Niles half chuckled. “Right, well if there is nothing here perhaps, we can continue onward? There are still the bathrooms, the bedrooms, and whatever else is around.”

“I’m not setting foot in the bathrooms.” Leo frowned. He had seen moldy, bug, and maggots in bathrooms. It was enough to unsettle his stomach.

“If I was a ghost I wouldn’t hang out in a bathroom.” Niles muttered.

“We’ll never know unless we look!” Owain beamed. “Also, if you two don’t see anything we could try a Ouija board.”

Leo rolled his eyes. Ouija board were a gimmick at best. At worst they were a sign of capitalism taking advantage of people’s terror and superstition. Continuing onward, they found the family room (just as destroyed as the previous rooms), the bathrooms (Leo didn’t walk into those, just glanced in), and a sitting room out the back (surprisingly clean). Nothing. That left upstairs. Continuing onward, the only spike of surprise in Leo’s heart was when one of the steps was missing and he almost plunged his foot into the broken part.

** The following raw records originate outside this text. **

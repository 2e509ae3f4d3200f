//! Localized error messages for control-protocol replies
//!
//! Messages carry up to three positional parameters (`%1`, `%2`, `%3`).
//! Locale resolution walks `xx_YY` -> `xx` -> `en`; log output always uses
//! `en`, only the client reply is localized.

use std::collections::HashMap;

#[derive(Debug, Clone, Copy, PartialEq, Eq, Hash)]
pub enum LocalizationKey {
    ErrorAuthentication,
    ErrorOperation,
    ErrorLogLevel,
    ErrorMissingDeviceId,
    ErrorMissingFilename,
    ErrorDeviceMissingFilename,
    ErrorImageInUse,
    ErrorImageFileInfo,
    ErrorReservedId,
    ErrorNonExistingDevice,
    ErrorNonExistingUnit,
    ErrorUnknownDeviceType,
    ErrorMissingDeviceType,
    ErrorDuplicateId,
    ErrorDetach,
    ErrorEjectRequired,
    ErrorDeviceNameUpdate,
    ErrorShutdownModeMissing,
    ErrorShutdownModeInvalid,
    ErrorShutdownPermission,
    ErrorFileOpen,
    ErrorBlockSize,
    ErrorBlockSizeNotConfigurable,
    ErrorScsiController,
    ErrorInvalidId,
    ErrorInvalidLun,
    ErrorLun0,
    ErrorInitialization,
    ErrorOperationDeniedStoppable,
    ErrorOperationDeniedRemovable,
    ErrorOperationDeniedProtectable,
    ErrorOperationDeniedReady,
}

use LocalizationKey::*;

pub struct Localizer {
    messages: HashMap<&'static str, HashMap<LocalizationKey, &'static str>>,
}

impl Default for Localizer {
    fn default() -> Self {
        Self::new()
    }
}

impl Localizer {
    pub fn new() -> Self {
        let mut messages = HashMap::new();

        messages.insert(
            "en",
            HashMap::from([
                (ErrorAuthentication, "Authentication failed"),
                (ErrorOperation, "Unknown operation"),
                (ErrorLogLevel, "Invalid log level '%1'"),
                (ErrorMissingDeviceId, "Missing device ID"),
                (ErrorMissingFilename, "Missing filename"),
                (ErrorDeviceMissingFilename, "Device type %1 requires a filename"),
                (
                    ErrorImageInUse,
                    "Image file '%1' is already being used by ID %2, unit %3",
                ),
                (ErrorImageFileInfo, "Can't get image file info for '%1'"),
                (ErrorReservedId, "Device ID %1 is reserved"),
                (ErrorNonExistingDevice, "Command for non-existing ID %1"),
                (ErrorNonExistingUnit, "Command for non-existing ID %1, unit %2"),
                (ErrorUnknownDeviceType, "Unknown device type %1"),
                (
                    ErrorMissingDeviceType,
                    "Device type required for unknown extension of file '%1'",
                ),
                (ErrorDuplicateId, "Duplicate ID %1, unit %2"),
                (ErrorDetach, "Couldn't detach device"),
                (ErrorEjectRequired, "Existing medium must first be ejected"),
                (
                    ErrorDeviceNameUpdate,
                    "Once set the device name cannot be changed anymore",
                ),
                (ErrorShutdownModeMissing, "Missing shutdown mode"),
                (ErrorShutdownModeInvalid, "Invalid shutdown mode '%1'"),
                (
                    ErrorShutdownPermission,
                    "Missing root permission for shutdown or reboot",
                ),
                (ErrorFileOpen, "Invalid or non-existing file '%1'"),
                (ErrorBlockSize, "Invalid block size %1 bytes"),
                (
                    ErrorBlockSizeNotConfigurable,
                    "Block size for device type %1 is not configurable",
                ),
                (ErrorScsiController, "Couldn't create SCSI controller"),
                (ErrorInvalidId, "Invalid device ID %1 (0-%2)"),
                (ErrorInvalidLun, "Invalid LUN %1 (0-%2)"),
                (
                    ErrorLun0,
                    "LUN 0 cannot be detached as long as there is still another LUN",
                ),
                (
                    ErrorInitialization,
                    "Initialization of %1 device, ID %2, LUN %3 failed",
                ),
                (
                    ErrorOperationDeniedStoppable,
                    "%1 operation denied, %2 isn't stoppable",
                ),
                (
                    ErrorOperationDeniedRemovable,
                    "%1 operation denied, %2 isn't removable",
                ),
                (
                    ErrorOperationDeniedProtectable,
                    "%1 operation denied, %2 isn't protectable",
                ),
                (
                    ErrorOperationDeniedReady,
                    "%1 operation denied, %2 isn't ready",
                ),
            ]),
        );

        messages.insert(
            "de",
            HashMap::from([
                (ErrorAuthentication, "Authentifizierung fehlgeschlagen"),
                (ErrorOperation, "Unbekannte Operation"),
                (ErrorLogLevel, "Ungültiger Log-Level '%1'"),
                (ErrorMissingDeviceId, "Fehlende Geräte-ID"),
                (ErrorMissingFilename, "Fehlender Dateiname"),
                (ErrorDeviceMissingFilename, "Gerätetyp %1 benötigt einen Dateinamen"),
                (
                    ErrorImageInUse,
                    "Image-Datei '%1' wird bereits von ID %2, Einheit %3 benutzt",
                ),
                (
                    ErrorImageFileInfo,
                    "Image-Datei-Informationen für '%1' können nicht ermittelt werden",
                ),
                (ErrorReservedId, "Geräte-ID %1 ist reserviert"),
                (ErrorNonExistingDevice, "Kommando für nicht existente ID %1"),
                (
                    ErrorNonExistingUnit,
                    "Kommando für nicht existente ID %1, Einheit %2",
                ),
                (ErrorUnknownDeviceType, "Unbekannter Gerätetyp %1"),
                (
                    ErrorMissingDeviceType,
                    "Gerätetyp benötigt für unbekannte Erweiterung der Datei '%1'",
                ),
                (ErrorDuplicateId, "Doppelte ID %1, Einheit %2"),
                (ErrorDetach, "Gerät konnte nicht entfernt werden"),
                (
                    ErrorEjectRequired,
                    "Das vorhandene Medium muss erst ausgeworfen werden",
                ),
                (
                    ErrorDeviceNameUpdate,
                    "Ein einmal gesetzter Gerätename kann nicht mehr geändert werden",
                ),
                (ErrorShutdownModeMissing, "Fehlender Shutdown-Modus"),
                (ErrorShutdownModeInvalid, "Ungültiger Shutdown-Modus '%1'"),
                (
                    ErrorShutdownPermission,
                    "Fehlende Root-Berechtigung für Shutdown oder Neustart",
                ),
                (ErrorFileOpen, "Ungültige oder fehlende Datei '%1'"),
                (ErrorBlockSize, "Ungültige Blockgröße %1 Bytes"),
                (
                    ErrorBlockSizeNotConfigurable,
                    "Die Blockgröße für Gerätetyp %1 ist nicht konfigurierbar",
                ),
                (
                    ErrorScsiController,
                    "SCSI-Controller konnte nicht erzeugt werden",
                ),
                (ErrorInvalidId, "Ungültige Geräte-ID %1 (0-%2)"),
                (ErrorInvalidLun, "Ungültige LUN %1 (0-%2)"),
                (
                    ErrorLun0,
                    "LUN 0 kann nicht entfernt werden, solange noch eine andere LUN existiert",
                ),
                (
                    ErrorInitialization,
                    "Initialisierung von %1-Gerät, ID %2, LUN %3 fehlgeschlagen",
                ),
                (
                    ErrorOperationDeniedStoppable,
                    "%1-Operation verweigert, %2 ist nicht stopbar",
                ),
                (
                    ErrorOperationDeniedRemovable,
                    "%1-Operation verweigert, %2 ist nicht wechselbar",
                ),
                (
                    ErrorOperationDeniedProtectable,
                    "%1-Operation verweigert, %2 ist nicht schützbar",
                ),
                (
                    ErrorOperationDeniedReady,
                    "%1-Operation verweigert, %2 ist nicht bereit",
                ),
            ]),
        );

        messages.insert(
            "fr",
            HashMap::from([
                (ErrorAuthentication, "Echec de l'authentification"),
                (ErrorOperation, "Opération inconnue"),
                (ErrorMissingFilename, "Nom de fichier manquant"),
                (
                    ErrorImageInUse,
                    "Le fichier image '%1' est déjà utilisé par l'ID %2, unité %3",
                ),
                (ErrorReservedId, "L'ID de périphérique %1 est réservé"),
                (ErrorUnknownDeviceType, "Type de périphérique inconnu %1"),
                (ErrorDuplicateId, "ID %1, unité %2 dupliquée"),
                (ErrorFileOpen, "Fichier invalide ou inexistant '%1'"),
                (ErrorBlockSize, "Taille de bloc invalide %1 octets"),
            ]),
        );

        messages.insert(
            "es",
            HashMap::from([
                (ErrorAuthentication, "Fallo de autenticación"),
                (ErrorOperation, "Operación desconocida"),
                (ErrorMissingFilename, "Falta el nombre del archivo"),
                (
                    ErrorImageInUse,
                    "El archivo de imagen '%1' ya está siendo utilizado por el ID %2, unidad %3",
                ),
                (ErrorReservedId, "El ID de dispositivo %1 está reservado"),
                (ErrorUnknownDeviceType, "Tipo de dispositivo desconocido %1"),
                (ErrorDuplicateId, "ID duplicado %1, unidad %2"),
                (ErrorFileOpen, "Archivo inválido o inexistente '%1'"),
                (ErrorBlockSize, "Tamaño de bloque inválido %1 bytes"),
            ]),
        );

        messages.insert(
            "sv",
            HashMap::from([
                (ErrorAuthentication, "Autentisering misslyckades"),
                (ErrorOperation, "Okänd operation"),
                (ErrorMissingFilename, "Filnamn saknas"),
                (
                    ErrorImageInUse,
                    "Skivbildsfilen '%1' används redan av ID %2, enhet %3",
                ),
                (ErrorReservedId, "Enhets-ID %1 är reserverat"),
                (ErrorUnknownDeviceType, "Okänd enhetstyp %1"),
                (ErrorDuplicateId, "Duplikat ID %1, enhet %2"),
                (ErrorFileOpen, "Ogiltig eller saknad fil '%1'"),
                (ErrorBlockSize, "Ogiltig blockstorlek %1 byte"),
            ]),
        );

        Self { messages }
    }

    /// Localizes a message with up to three positional arguments
    pub fn localize(&self, key: LocalizationKey, locale: &str, args: &[&str]) -> String {
        let locale = locale.to_ascii_lowercase();

        // xx_YY -> xx -> en
        let catalog = self
            .messages
            .get(locale.as_str())
            .or_else(|| {
                locale
                    .split(['_', '-', '.'])
                    .next()
                    .and_then(|language| self.messages.get(language))
            })
            .unwrap_or_else(|| &self.messages["en"]);

        let template = catalog
            .get(&key)
            .or_else(|| self.messages["en"].get(&key))
            .copied()
            .unwrap_or("Unknown error");

        let mut message = template.to_string();
        for (i, arg) in args.iter().enumerate().take(3) {
            message = message.replace(&format!("%{}", i + 1), arg);
        }

        message
    }
}

#[cfg(test)]
mod tests {
    use super::*;

    #[test]
    fn substitutes_positional_arguments() {
        let localizer = Localizer::new();
        let msg = localizer.localize(ErrorImageInUse, "en", &["test.hds", "1", "2"]);
        assert_eq!(
            msg,
            "Image file 'test.hds' is already being used by ID 1, unit 2"
        );
    }

    #[test]
    fn falls_back_from_region_to_language() {
        let localizer = Localizer::new();
        let msg = localizer.localize(ErrorOperation, "de_DE", &[]);
        assert_eq!(msg, "Unbekannte Operation");
    }

    #[test]
    fn falls_back_to_english_for_unknown_locale() {
        let localizer = Localizer::new();
        let msg = localizer.localize(ErrorOperation, "ja_JP", &[]);
        assert_eq!(msg, "Unknown operation");
    }

    #[test]
    fn falls_back_to_english_for_missing_key() {
        let localizer = Localizer::new();
        // French only carries a subset
        let msg = localizer.localize(ErrorLun0, "fr", &[]);
        assert!(msg.starts_with("LUN 0"));
    }
}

Upstairs was just as dusty and gross. Leo mindfully opened some doors (or the ones that were present) and glanced around. Nothing in the first two rooms (a small room that could have been an office or a guest room), and another bathroom (again, Leo didn’t walk inside). However, as they approached the master bedroom, Niles paused, his single eye narrowing.

“Cold.” He muttered. “Maybe something really is here.”

“Really?!” Owain whipped his head around. “Are you sure? I’m feeling rather warm.”

“Again, that’s because a ghost could throw a rock at your head and—”

Niles stopped. Leo blinked and glanced behind Owain, into the master bedroom. There, standing by the window was a translucent figure. From the distance it was tough to distinguish details to their appearance, but Leo was able to spot a hat. The hat was old fashioned, perhaps from the early 1920’s.

“…are you seeing something?” Owain’s eyes were wide, his flashlight a dull light at his side. “Tell me you’re seeing something!” He lightly shook Niles. “Niles?”

“I see what I always see when I see a ghost.” Niles replied.

Owain’s smile widened. “Then!!!” He whipped his head so fast Leo was more concerned about whiplash than the ghost. “Leo?”

“Yeah, there’s something here.” Leo tilted his head and then walked in. “Hello, spirit?”

Naturally the spirit didn’t turn or react. Leo hid a yawn, really, all they should do was take a picture and leave but he wasn’t going to be rude.

“I’m not going to ask you to touch something or talk to us. I can see you.” Cutting to the heart of the matter was the most important. “All I’d like is for you to turn around for us.”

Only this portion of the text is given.